In the data that follows, how many lines include the string "directory"? Answer with the number alone.

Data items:
=== Begin Enclosure ===
//! Domain models for the todo database.
//!
//! These models are storage-agnostic and represent the core entities
//! used throughout the application.

use chrono::{DateTime, Utc};
use serde::{Deserialize, Serialize};

use crate::db::DbError;

/// Id of the reserved global project.
pub const GLOBAL_PROJECT_ID: i64 = 1;

// =============================================================================
// Project
// =============================================================================

/// A project groups todos and is bound to the directory it was created in.
#[derive(Debug, Clone, Serialize, Deserialize, PartialEq, Eq)]
pub struct Project {
    pub id: i64,
    pub title: String,
    pub description: Option<String>,
    pub archived: bool,
    pub filepath: String,
    pub created_at: DateTime<Utc>,
    pub updated_at: DateTime<Utc>,
}

impl Project {
    pub fn is_global(&self) -> bool {
        self.id == GLOBAL_PROJECT_ID
    }
}

/// Input for creating a project.
///
/// When `filepath` is `None` (or blank) the current working directory is used.
#[derive(Debug, Clone, Default)]
pub struct NewProject {
    pub title: String,
    pub description: Option<String>,
    pub archived: bool,
    pub filepath: Option<String>,
}

// =============================================================================
// Todo
// =============================================================================

/// A todo item, as returned by the long listing.
#[derive(Debug, Clone, Serialize, Deserialize, PartialEq, Eq)]
pub struct Todo {
    pub id: i64,
    pub title: String,
    pub description: Option<String>,
    pub project_id: i64,
    pub created_at: DateTime<Utc>,
    pub updated_at: DateTime<Utc>,
    pub completed: bool,
}

/// Short projection used by `list` / `ls`.
#[derive(Debug, Clone, Serialize, Deserialize, PartialEq, Eq)]
pub struct TodoSummary {
    pub id: i64,
    pub title: String,
    pub completed: bool,
}

/// Input for creating a todo.
#[derive(Debug, Clone)]
pub struct NewTodo {
    pub title: String,
    pub description: Option<String>,
    pub project_id: i64,
}

/// Which todos a listing covers.
#[derive(Debug, Clone, Copy, PartialEq, Eq, Default)]
pub enum TodoScope {
    /// Every todo regardless of project.
    #[default]
    All,
    /// Only todos of one project.
    Project(i64),
}

// =============================================================================
// Listing
// =============================================================================

/// Rows read by a listing query.
///
/// If the cursor failed part-way, `items` holds the rows read before the
/// failure and `interrupted` holds the error.
#[derive(Debug)]
pub struct Listing<T> {
    pub items: Vec<T>,
    pub interrupted: Option<DbError>,
}

impl<T> Listing<T> {
    pub fn complete(items: Vec<T>) -> Self {
        Self {
            items,
            interrupted: None,
        }
    }
}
=== End Enclosure ===
Task answer: 2